» **Exercise**
Gather, from the listing beneath this task, every line holding the string "rows".

» **Data section**
//! Single-range `Range` header parsing
//!
//! Supports `bytes=A-B`, `bytes=A-` and `bytes=-N`. Anything else (multiple
//! ranges, other units, malformed or unsatisfiable values) means "no range"
//! and the whole object is served.

/// Inclusive byte range within an object of `total` bytes
#[derive(Debug, Clone, Copy, PartialEq, Eq)]
pub struct ByteRange {
    pub start: u64,
    pub end: u64,
    pub total: u64,
}

impl ByteRange {
    pub fn len(&self) -> u64 {
        self.end - self.start + 1
    }

    pub fn is_empty(&self) -> bool {
        self.len() == 0
    }

    /// `Content-Range` header value
    pub fn content_range(&self) -> String {
        format!("bytes {}-{}/{}", self.start, self.end, self.total)
    }
}

/// Parse a Range header against an object of `total` bytes.
pub fn parse_range(header: &str, total: u64) -> Option<ByteRange> {
    let spec = header.trim().strip_prefix("bytes=")?;
    if total == 0 || spec.contains(',') {
        return None;
    }
    let (first, last) = spec.split_once('-')?;
    let (first, last) = (first.trim(), last.trim());

    let (start, end) = if first.is_empty() {
        // Suffix range: bytes=-500 means last 500 bytes
        let suffix: u64 = last.parse().ok()?;
        if suffix == 0 {
            return None;
        }
        (total.saturating_sub(suffix), total - 1)
    } else {
        let start: u64 = first.parse().ok()?;
        if start >= total {
            return None;
        }
        let end = if last.is_empty() {
            total - 1
        } else {
            let end: u64 = last.parse().ok()?;
            if end < start {
                return None;
            }
            end.min(total - 1)
        };
        (start, end)
    };

    Some(ByteRange { start, end, total })
}

#[cfg(test)]
mod tests {
    use super::*;

    #[test]
    fn test_parse_range_header() {
        let r = parse_range("bytes=0-9", 100).unwrap();
        assert_eq!((r.start, r.end, r.len()), (0, 9, 10));
        assert_eq!(r.content_range(), "bytes 0-9/100");

        let r = parse_range("bytes=90-", 100).unwrap();
        assert_eq!((r.start, r.end, r.len()), (90, 99, 10));

        let r = parse_range("bytes=-5", 100).unwrap();
        assert_eq!((r.start, r.end), (95, 99));
        assert_eq!(r.content_range(), "bytes 95-99/100");
    }

    #[test]
    fn test_suffix_clamped_to_size() {
        let r = parse_range("bytes=-500", 100).unwrap();
        assert_eq!((r.start, r.end, r.len()), (0, 99, 100));
    }

    #[test]
    fn test_end_clamped_to_size() {
        let r = parse_range("bytes=10-1000", 100).unwrap();
        assert_eq!((r.start, r.end), (10, 99));
    }

    #[test]
    fn test_unsupported_forms_mean_no_range() {
        assert_eq!(parse_range("", 100), None);
        assert_eq!(parse_range("bytes=9-0", 100), None);
        assert_eq!(parse_range("bytes=-0", 100), None);
        assert_eq!(parse_range("bytes=100-", 100), None);
        assert_eq!(parse_range("bytes=0-1,5-9", 100), None);
        assert_eq!(parse_range("items=0-9", 100), None);
        assert_eq!(parse_range("bytes=a-b", 100), None);
        assert_eq!(parse_range("bytes=0-9", 0), None);
    }
}
//! Cache key definitions

use std::fmt;

use sha2::{Digest, Sha256};
use uuid::Uuid;

/// Generation counter shared by every caller for public documents
pub const PUBLIC_LIST_GENERATION: &str = "listgen:public";

pub fn doc_meta(id: &Uuid) -> String {
    format!("docmeta:{}", id)
}

pub fn doc_json(id: &Uuid) -> String {
    format!("docjson:{}", id)
}

pub fn list_page(user_id: &Uuid, fingerprint: &ListFingerprint) -> String {
    format!("list:{}:{}", user_id, fingerprint)
}

/// Per-user list generation; bumping it orphans every cached page of that user
pub fn list_generation(user_id: &Uuid) -> String {
    format!("listgen:{}", user_id)
}

pub fn revoked_jti(jti: &str) -> String {
    format!("jti:{}", jti)
}

/// Fingerprint of a list query.
///
/// Fields are encoded in sorted name order with explicit separators and then
/// hashed, so logically identical queries always map to the same key while
/// any single differing parameter produces a different one.
#[derive(Debug, Clone, PartialEq, Eq, Hash)]
pub struct ListFingerprint(String);

impl ListFingerprint {
    pub fn new(fields: &[(&str, &str)]) -> Self {
        let mut sorted: Vec<&(&str, &str)> = fields.iter().collect();
        sorted.sort_by(|a, b| a.0.cmp(b.0));

        let mut hasher = Sha256::new();
        for (name, value) in sorted {
            // Length prefix keeps "a=b;" style values from colliding
            hasher.update(format!("{}:{}={};", name, value.len(), value).as_bytes());
        }
        let hash = hasher.finalize();
        Self(hex::encode(&hash[..8])) // First 8 bytes = 16 hex chars
    }

    pub fn as_str(&self) -> &str {
        &self.0
    }
}

impl fmt::Display for ListFingerprint {
    fn fmt(&self, f: &mut fmt::Formatter<'_>) -> fmt::Result {
        f.write_str(&self.0)
    }
}
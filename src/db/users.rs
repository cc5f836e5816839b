//! User account rows

use chrono::Utc;
use rusqlite::{params, Connection, ErrorCode, OptionalExtension, Row};
use tracing::debug;
use uuid::Uuid;

use super::{columns, DbError};
use crate::model::{format_timestamp, User};

fn user_from_row(row: &Row) -> Result<User, rusqlite::Error> {
    Ok(User {
        id: columns::uuid(row, "id")?,
        login: row.get("login")?,
        pass_hash: row.get("pass_hash")?,
        created_at: columns::timestamp(row, "created_at")?,
    })
}

/// Create a user; a taken login is a `Conflict`
pub fn create_user(conn: &Connection, login: &str, pass_hash: &str) -> Result<User, DbError> {
    let user = User {
        id: Uuid::new_v4(),
        login: login.to_string(),
        pass_hash: pass_hash.to_string(),
        created_at: Utc::now(),
    };

    conn.execute(
        "INSERT INTO users (id, login, pass_hash, created_at) VALUES (?, ?, ?, ?)",
        params![
            user.id.to_string(),
            user.login,
            user.pass_hash,
            format_timestamp(&user.created_at),
        ],
    )
    .map_err(|e| match e.sqlite_error_code() {
        Some(ErrorCode::ConstraintViolation) => DbError::Conflict(format!("login {} taken", login)),
        _ => DbError::internal("Insert user failed", e),
    })?;

    debug!(user_id = %user.id, login = %user.login, "Created user");
    Ok(user)
}

fn user_where(conn: &Connection, clause: &str, value: &str) -> Result<User, DbError> {
    let sql = format!(
        "SELECT id, login, pass_hash, created_at FROM users WHERE {} = ?",
        clause
    );
    conn.query_row(&sql, params![value], user_from_row)
        .optional()
        .map_err(|e| DbError::internal("User query failed", e))?
        .ok_or(DbError::NotFound)
}

pub fn user_by_login(conn: &Connection, login: &str) -> Result<User, DbError> {
    user_where(conn, "login", login)
}

pub fn user_by_id(conn: &Connection, id: &Uuid) -> Result<User, DbError> {
    user_where(conn, "id", &id.to_string())
}
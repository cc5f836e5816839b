//! Authentication for docvault
//!
//! Resolves a caller [`Identity`] from a bearer token and owns the account
//! commands (register, login, logout):
//! - JWT tokens (HS256) with a per-token `jti`
//! - argon2id password hashes
//! - revocation markers kept in the cache until the token would expire

pub mod jwt;
pub mod password;
pub mod revocation;

use std::sync::Arc;

use hyper::header::AUTHORIZATION;
use hyper::HeaderMap;
use tracing::{debug, info, warn};

pub use jwt::{extract_token_from_header, Claims, TokenManager};
pub use revocation::RevocationList;

use crate::db::{DbError, UserRepo};
use crate::model::{Identity, User};
use crate::types::DocError;

/// Error type for authentication
#[derive(Debug, thiserror::Error)]
pub enum AuthError {
    #[error("Missing token")]
    MissingToken,

    #[error("Invalid token: {0}")]
    InvalidToken(String),

    #[error("Token revoked")]
    Revoked,

    #[error("Invalid credentials: {0}")]
    InvalidCredentials(String),

    #[error("Configuration error: {0}")]
    Config(String),

    #[error("Auth error: {0}")]
    Internal(String),
}

impl From<AuthError> for DocError {
    fn from(err: AuthError) -> Self {
        match err {
            AuthError::MissingToken | AuthError::InvalidToken(_) | AuthError::Revoked => {
                DocError::Unauthorized(err.to_string())
            }
            AuthError::InvalidCredentials(msg) => DocError::BadInput(msg),
            AuthError::Config(msg) | AuthError::Internal(msg) => DocError::Unexpected(msg),
        }
    }
}

/// Find the token in `Authorization: Bearer` or the `token` query parameter
pub fn token_from_request(headers: &HeaderMap, query: Option<&str>) -> Option<String> {
    let header = headers.get(AUTHORIZATION).and_then(|v| v.to_str().ok());
    if let Some(token) = extract_token_from_header(header) {
        return Some(token.to_string());
    }

    let pairs: Vec<(String, String)> = serde_urlencoded::from_str(query?).ok()?;
    pairs
        .into_iter()
        .find(|(k, v)| k == "token" && !v.is_empty())
        .map(|(_, v)| v)
}

/// Identity resolution and account commands
pub struct Authenticator {
    tokens: TokenManager,
    revocations: RevocationList,
    users: Arc<dyn UserRepo>,
    admin_token: Option<String>,
}

impl Authenticator {
    pub fn new(
        tokens: TokenManager,
        revocations: RevocationList,
        users: Arc<dyn UserRepo>,
        admin_token: Option<String>,
    ) -> Self {
        Self {
            tokens,
            revocations,
            users,
            admin_token: admin_token.filter(|t| !t.is_empty()),
        }
    }

    /// Resolve the caller of a request
    pub async fn resolve(&self, headers: &HeaderMap, query: Option<&str>) -> Result<Identity, DocError> {
        let token = token_from_request(headers, query).ok_or(AuthError::MissingToken)?;
        let claims = self.verify(&token).await?;
        Ok(identity_from_claims(&claims)?)
    }

    /// Validate a token and check it has not been revoked
    pub async fn verify(&self, token: &str) -> Result<Claims, AuthError> {
        let claims = self.tokens.parse(token)?;
        if self.revocations.is_revoked(&claims.jti).await {
            return Err(AuthError::Revoked);
        }
        Ok(claims)
    }

    /// Create an account; requires the configured admin token
    pub async fn register(&self, admin_token: &str, login: &str, password: &str) -> Result<User, DocError> {
        let expected = self.admin_token.as_deref().ok_or(DocError::Forbidden)?;
        if admin_token != expected {
            warn!(login, "Registration with wrong admin token");
            return Err(DocError::Unauthorized("admin token mismatch".into()));
        }

        password::validate_login(login)?;
        password::validate_password(password)?;
        let hash = password::hash_password(password)?;

        let user = self.users.create_user(login, &hash).await.map_err(|e| match e {
            DbError::Conflict(msg) => DocError::BadInput(msg),
            other => DocError::Unexpected(other.to_string()),
        })?;

        info!(user_id = %user.id, login = %user.login, "Registered user");
        Ok(user)
    }

    /// Exchange login and password for a token
    pub async fn login(&self, login: &str, password: &str) -> Result<String, DocError> {
        let user = match self.users.user_by_login(login).await {
            Ok(user) => user,
            Err(DbError::NotFound) => {
                return Err(DocError::Unauthorized("unknown login".into()));
            }
            Err(e) => return Err(DocError::Unexpected(e.to_string())),
        };

        if !password::verify_password(password, &user.pass_hash)? {
            debug!(login, "Password mismatch");
            return Err(DocError::Unauthorized("wrong password".into()));
        }

        let (token, claims) = self.tokens.issue(&user.id, &user.login)?;
        info!(user_id = %user.id, jti = %claims.jti, "Issued token");
        Ok(token)
    }

    /// Revoke a token, returning its `jti`
    pub async fn logout(&self, token: &str) -> Result<String, DocError> {
        let claims = self.verify(token).await?;
        self.revocations
            .revoke(&claims.jti, claims.exp)
            .await
            .map_err(|e| DocError::Unexpected(e.to_string()))?;
        info!(jti = %claims.jti, login = %claims.login, "Token revoked");
        Ok(claims.jti)
    }
}

fn identity_from_claims(claims: &Claims) -> Result<Identity, AuthError> {
    Ok(Identity {
        user_id: claims.user_id()?,
        login: claims.login.clone(),
        jti: claims.jti.clone(),
    })
}
//! Document CRUD operations

use chrono::Utc;
use rusqlite::{params, Connection, OptionalExtension, Row, ToSql};
use serde_json::Value;
use tracing::debug;
use uuid::Uuid;

use super::{columns, DbError};
use crate::model::{format_timestamp, Document, ListFilter, NewDocument};

const DOC_COLUMNS: &str = "d.id, d.owner_id, d.name, d.mime, d.file, d.public, d.created_at, \
     d.updated_at, d.size_bytes, d.content_sha256, d.version, d.storage_key";

/// Visibility predicate; binds the caller id twice
const VISIBLE_TO_CALLER: &str = "(d.owner_id = ? OR d.public = 1 OR EXISTS (\
     SELECT 1 FROM doc_shares s WHERE s.doc_id = d.id AND s.user_id = ? AND s.can_read = 1))";

fn doc_from_row(row: &Row) -> Result<Document, rusqlite::Error> {
    Ok(Document {
        id: columns::uuid(row, "id")?,
        owner_id: columns::uuid(row, "owner_id")?,
        name: row.get("name")?,
        mime: row.get("mime")?,
        file: row.get("file")?,
        public: row.get("public")?,
        created_at: columns::timestamp(row, "created_at")?,
        updated_at: columns::timestamp(row, "updated_at")?,
        size_bytes: row.get("size_bytes")?,
        sha256: row.get("content_sha256")?,
        version: row.get("version")?,
        storage_key: row.get("storage_key")?,
    })
}

/// Insert a document row and its optional JSON body in one transaction
pub fn create_doc(conn: &mut Connection, input: NewDocument, json: Option<&Value>) -> Result<Document, DbError> {
    let now = Utc::now();
    let doc = Document {
        id: Uuid::new_v4(),
        owner_id: input.owner_id,
        file: input.has_file(),
        name: input.name,
        mime: input.mime,
        public: input.public,
        created_at: now,
        updated_at: now,
        size_bytes: input.size_bytes,
        sha256: input.sha256,
        version: 1,
        storage_key: input.storage_key,
    };

    let tx = conn
        .transaction()
        .map_err(|e| DbError::internal("Transaction failed", e))?;

    tx.execute(
        r#"
        INSERT INTO documents (
            id, owner_id, name, mime, file, public, created_at, updated_at,
            size_bytes, content_sha256, version, storage_key
        ) VALUES (?, ?, ?, ?, ?, ?, ?, ?, ?, ?, ?, ?)
        "#,
        params![
            doc.id.to_string(),
            doc.owner_id.to_string(),
            doc.name,
            doc.mime,
            doc.file,
            doc.public,
            format_timestamp(&doc.created_at),
            format_timestamp(&doc.updated_at),
            doc.size_bytes,
            doc.sha256,
            doc.version,
            doc.storage_key,
        ],
    )
    .map_err(|e| DbError::internal("Insert document failed", e))?;

    if let Some(body) = json {
        tx.execute(
            "INSERT INTO doc_json (doc_id, body) VALUES (?, ?)",
            params![doc.id.to_string(), body],
        )
        .map_err(|e| DbError::internal("Insert JSON body failed", e))?;
    }

    tx.commit()
        .map_err(|e| DbError::internal("Commit failed", e))?;

    debug!(doc_id = %doc.id, owner_id = %doc.owner_id, file = doc.file, "Created document");
    Ok(doc)
}

/// Fetch a document and its JSON body, applying ACL when `caller` is set
pub fn doc_by_id(
    conn: &Connection,
    id: &Uuid,
    caller: Option<&Uuid>,
) -> Result<(Document, Option<Value>), DbError> {
    let id_str = id.to_string();
    let doc = match caller {
        Some(caller) => {
            let caller = caller.to_string();
            let sql = format!(
                "SELECT {} FROM documents d WHERE d.id = ? AND {}",
                DOC_COLUMNS, VISIBLE_TO_CALLER
            );
            conn.query_row(&sql, params![id_str, caller, caller], doc_from_row)
        }
        None => {
            let sql = format!("SELECT {} FROM documents d WHERE d.id = ?", DOC_COLUMNS);
            conn.query_row(&sql, params![id_str], doc_from_row)
        }
    }
    .optional()
    .map_err(|e| DbError::internal("Document query failed", e))?
    .ok_or(DbError::NotFound)?;

    // JSON body is best-effort
    let json: Option<Value> = conn
        .query_row(
            "SELECT body FROM doc_json WHERE doc_id = ?",
            params![id_str],
            |row| row.get(0),
        )
        .optional()
        .unwrap_or_else(|e| {
            debug!(doc_id = %id, error = %e, "JSON body unreadable");
            None
        });

    Ok((doc, json))
}

/// Delete by id and owner; zero rows means missing or not owned
pub fn delete_doc(conn: &Connection, id: &Uuid, owner_id: &Uuid) -> Result<(), DbError> {
    let changes = conn
        .execute(
            "DELETE FROM documents WHERE id = ? AND owner_id = ?",
            params![id.to_string(), owner_id.to_string()],
        )
        .map_err(|e| DbError::internal("Delete failed", e))?;

    if changes == 0 {
        return Err(DbError::NotFound);
    }
    debug!(doc_id = %id, "Deleted document");
    Ok(())
}

/// List documents visible to `caller`
pub fn list_docs(conn: &Connection, caller: &Uuid, filter: &ListFilter) -> Result<Vec<Document>, DbError> {
    let caller = caller.to_string();
    let mut sql = format!("SELECT {} FROM documents d", DOC_COLUMNS);
    let mut params: Vec<Box<dyn ToSql>> = vec![];
    let mut conditions = vec![VISIBLE_TO_CALLER.to_string()];
    params.push(Box::new(caller.clone()));
    params.push(Box::new(caller));

    if let Some(ref login) = filter.login {
        sql.push_str(" INNER JOIN users o ON o.id = d.owner_id");
        conditions.push("o.login = ?".to_string());
        params.push(Box::new(login.clone()));
    }

    if let Some((column, value)) = filter.column_filter() {
        conditions.push(format!("{} = ?", column));
        params.push(Box::new(value.to_string()));
    }

    if let (Some(cursor), Some(predicate)) = (&filter.cursor, filter.sort.cursor_predicate()) {
        let created = format_timestamp(&cursor.created_at);
        conditions.push(predicate.to_string());
        params.push(Box::new(created.clone()));
        params.push(Box::new(created));
        params.push(Box::new(cursor.id.to_string()));
    }

    sql.push_str(" WHERE ");
    sql.push_str(&conditions.join(" AND "));
    sql.push_str(" ORDER BY ");
    sql.push_str(filter.sort.order_by());
    sql.push_str(" LIMIT ?");
    params.push(Box::new(filter.effective_limit()));

    debug!("Executing query: {}", sql);

    let mut stmt = conn
        .prepare(&sql)
        .map_err(|e| DbError::internal("Prepare failed", e))?;

    let param_refs: Vec<&dyn ToSql> = params.iter().map(|p| p.as_ref()).collect();

    let docs = stmt
        .query_map(param_refs.as_slice(), doc_from_row)
        .map_err(|e| DbError::internal("Query failed", e))?
        .collect::<Result<Vec<_>, _>>()
        .map_err(|e| DbError::internal("Row parse failed", e))?;

    Ok(docs)
}

/// Bump version and refresh `updated_at`
pub fn touch(conn: &Connection, id: &Uuid) -> Result<i64, DbError> {
    conn.query_row(
        "UPDATE documents SET version = version + 1, updated_at = ? WHERE id = ? RETURNING version",
        params![format_timestamp(&Utc::now()), id.to_string()],
        |row| row.get(0),
    )
    .optional()
    .map_err(|e| DbError::internal("Touch failed", e))?
    .ok_or(DbError::NotFound)
}

pub fn storage_key_refs(conn: &Connection, storage_key: &str) -> Result<i64, DbError> {
    conn.query_row(
        "SELECT COUNT(*) FROM documents WHERE storage_key = ?",
        params![storage_key],
        |row| row.get(0),
    )
    .map_err(|e| DbError::internal("Count failed", e))
}
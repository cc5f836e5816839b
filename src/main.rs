//! docvault - document store with cache-aware HTTP delivery

use clap::Parser;
use std::sync::Arc;
use tracing::{error, info};
use tracing_subscriber::{layer::SubscriberExt, util::SubscriberInitExt};

use docvault::{config::StorageKind, server, Args};

#[tokio::main]
async fn main() -> anyhow::Result<()> {
    // Load environment variables from .env file if present
    let _ = dotenvy::dotenv();

    let args = Args::parse();

    let filter = tracing_subscriber::EnvFilter::try_from_default_env()
        .unwrap_or_else(|_| format!("docvault={},info", args.log_level).into());
    let registry = tracing_subscriber::registry().with(filter);
    if args.log_json {
        registry.with(tracing_subscriber::fmt::layer().json()).init();
    } else {
        registry.with(tracing_subscriber::fmt::layer()).init();
    }

    if let Err(e) = args.validate() {
        error!("Configuration error: {}", e);
        std::process::exit(1);
    }

    info!("======================================");
    info!("  docvault");
    info!("======================================");
    info!("Listen: {}", args.listen);
    info!("Mode: {}", if args.dev_mode { "DEVELOPMENT" } else { "PRODUCTION" });
    info!("Data dir: {}", args.data_dir.display());
    match args.storage {
        StorageKind::Fs => info!("Blobs: filesystem at {}", args.blob_dir().display()),
        StorageKind::Memory => info!("Blobs: in-memory"),
    }
    info!("Cache TTLs: doc {}s, list {}s", args.doc_ttl_secs, args.list_ttl_secs);
    info!(
        "Registration: {}",
        if args.admin_token.as_deref().is_some_and(|t| !t.is_empty()) { "admin token" } else { "closed" }
    );
    info!("======================================");

    let state = match server::AppState::new(args).await {
        Ok(state) => Arc::new(state),
        Err(e) => {
            error!("Startup failed: {}", e);
            std::process::exit(1);
        }
    };

    server::run(state).await?;

    Ok(())
}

» **Solution**
//! User account rows
/// Delete by id and owner; zero rows means missing or not owned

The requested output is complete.